Sen. Orrin Hatch, R-Utah, unveiled the summary at a press briefing together with Senate Majority Leader Mitch McConnell, Treasury Secretary Steven Mnuchin and National Economic Council Director Gary Cohn.

(Related: ‘Rothification’ of 401(k)s Likely in Senate Tax Plan)

At press time (about 7 p.m. EST), however, Senate Republican bill supporters did not seem to have posted a copy of either the bill or the summary on the web in any easy-to-find location.

C-SPAN posted a copy of what appears to be the summary PDF here.

The Senate bill summary does not appear to include descriptions of the kinds of provisions in H.R. 1, the House version of the bill, that could have a big effect on life insurance company earnings, but the drafters of the House bill did not include any information about those types of provisions in their bill summary, either.

The Senate Republicans say they would continue retirement savings programs like the 401(k) program, but they do not give any details about the terms under which they would continue those programs.

The Senate Republicans seem to be keeping the same bill name the House is using for H.R. 1: the Tax Cuts and Jobs Act.

Here are other four key provisions described in the Senate bill summary that might be of interest to agents who sell life insurance, health insurance or annuities.

1. Income Brackets

The Senate Republicans would create seven income brackets, with tax rates for the brackets ranging from zero to 38.5%.

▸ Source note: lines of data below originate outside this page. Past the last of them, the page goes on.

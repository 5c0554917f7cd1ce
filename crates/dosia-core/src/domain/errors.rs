use std::error::Error;
use std::fmt::{Display, Formatter};

pub type DosiaResult<T> = Result<T, DosiaError>;
pub type ParserResult<T> = DosiaResult<T>;
pub type CodecResult<T> = DosiaResult<T>;

#[derive(Debug, Clone, Copy, PartialEq, Eq, Hash)]
pub enum DosiaErrorCategory {
    InputValidationError,
    IoSystemError,
    ComputationError,
    InternalError,
}

impl DosiaErrorCategory {
    pub const fn exit_status(self) -> ExitStatus {
        match self {
            Self::InputValidationError => ExitStatus {
                exit_code: 2,
                rust_category: "InputValidationError",
            },
            Self::IoSystemError => ExitStatus {
                exit_code: 3,
                rust_category: "IoSystemError",
            },
            Self::ComputationError => ExitStatus {
                exit_code: 4,
                rust_category: "ComputationError",
            },
            Self::InternalError => ExitStatus {
                exit_code: 5,
                rust_category: "InternalError",
            },
        }
    }

    pub const fn exit_code(self) -> i32 {
        self.exit_status().exit_code
    }

    pub const fn rust_category(self) -> &'static str {
        self.exit_status().rust_category
    }
}

#[derive(Debug, Clone, Copy, PartialEq, Eq)]
pub struct ExitStatus {
    pub exit_code: i32,
    pub rust_category: &'static str,
}

/// Numbered fatal conditions raised while ingesting a plan or an image.
///
/// The numbers are stable: scripts around the dose engine match on them.
#[derive(Debug, Clone, Copy, PartialEq, Eq, Hash)]
pub enum ErrorCode {
    MissingDatabaseMarker = 20,
    UnknownEnergy = 21,
    UnknownBeamType = 22,
    UnknownFilter = 23,
    TooManyLimitingDevices = 24,
    LeafCountMismatch = 25,
    ControlPointOutOfRange = 26,
    UndefinedAccelerator = 27,
    UnknownDatabaseType = 28,
    WeightSumViolation = 29,
    UnsupportedImageExtension = 30,
    MalformedImageHeader = 31,
    ImageSizeMismatch = 32,
    MissingIsocenterName = 33,
    EmptyDump = 34,
    InvalidDumpValue = 35,
    MalformedCalibration = 36,
    UnsupportedVolumeShape = 37,
    VoxelCountMismatch = 38,
    MissingBeamMeterset = 39,
    MissingHounsfieldCalibration = 43,
    MissingMaterialCalibration = 45,
    InvalidSettings = 46,
    InvalidArguments = 47,
    WriteFailure = 70,
    InternalFailure = 71,
    BinaryReadFailure = 72,
    TextReadFailure = 73,
}

impl ErrorCode {
    pub const fn number(self) -> u16 {
        self as u16
    }
}

#[derive(Debug, Clone, PartialEq, Eq)]
pub struct DosiaError {
    category: DosiaErrorCategory,
    code: ErrorCode,
    placeholder: &'static str,
    message: String,
}

impl DosiaError {
    pub fn new(
        category: DosiaErrorCategory,
        code: ErrorCode,
        placeholder: &'static str,
        message: impl Into<String>,
    ) -> Self {
        Self {
            category,
            code,
            placeholder,
            message: message.into(),
        }
    }

    pub fn input_validation(
        code: ErrorCode,
        placeholder: &'static str,
        message: impl Into<String>,
    ) -> Self {
        Self::new(
            DosiaErrorCategory::InputValidationError,
            code,
            placeholder,
            message,
        )
    }

    pub fn io_system(code: ErrorCode, placeholder: &'static str, message: impl Into<String>) -> Self {
        Self::new(DosiaErrorCategory::IoSystemError, code, placeholder, message)
    }

    pub fn computation(
        code: ErrorCode,
        placeholder: &'static str,
        message: impl Into<String>,
    ) -> Self {
        Self::new(DosiaErrorCategory::ComputationError, code, placeholder, message)
    }

    pub fn internal(code: ErrorCode, placeholder: &'static str, message: impl Into<String>) -> Self {
        Self::new(DosiaErrorCategory::InternalError, code, placeholder, message)
    }

    pub const fn category(&self) -> DosiaErrorCategory {
        self.category
    }

    pub const fn code(&self) -> ErrorCode {
        self.code
    }

    pub const fn placeholder(&self) -> &'static str {
        self.placeholder
    }

    pub fn message(&self) -> &str {
        &self.message
    }

    pub const fn exit_code(&self) -> i32 {
        self.category.exit_code()
    }

    pub fn diagnostic_line(&self) -> String {
        format!(
            "ERROR: [{}] ({}) {}",
            self.placeholder,
            self.code.number(),
            self.message
        )
    }

    pub fn fatal_exit_line(&self) -> String {
        format!("FATAL EXIT CODE: {}", self.exit_code())
    }
}

impl Display for DosiaError {
    fn fmt(&self, f: &mut Formatter<'_>) -> std::fmt::Result {
        write!(
            f,
            "{} [{}] ({}) {}",
            self.category.rust_category(),
            self.placeholder,
            self.code.number(),
            self.message
        )
    }
}

impl Error for DosiaError {}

Under current law, the tax rate for people in the top bracket is 39.6%.

The House bill would keep just four brackets, with the rates ranging from zero to 39.6%.

2. Standard Deduction

Like the House bill, the Senate bill would increase the standard deduction to $12,000 for individuals and to $24,000 for couples, from $6,350 for individuals and $12,700 for couples today.

3. Medical Expense Deduction

The House bill would eliminate the current deduction. The Senate bill would keep it. The Senate Republicans say they also would provide a bigger standard deduction for the blind and the elderly. In the PDF summary on the C-SPAN website, the Senate Republicans do not say how big the enhancement would be.

4. Estate tax

The House version of the bill would double the individual estate tax exemption immediately, to $5.49 million, then eliminate the tax entirely after 2023.

Senate Republicans say they would double the estate tax exemption permanently but keep the tax in place.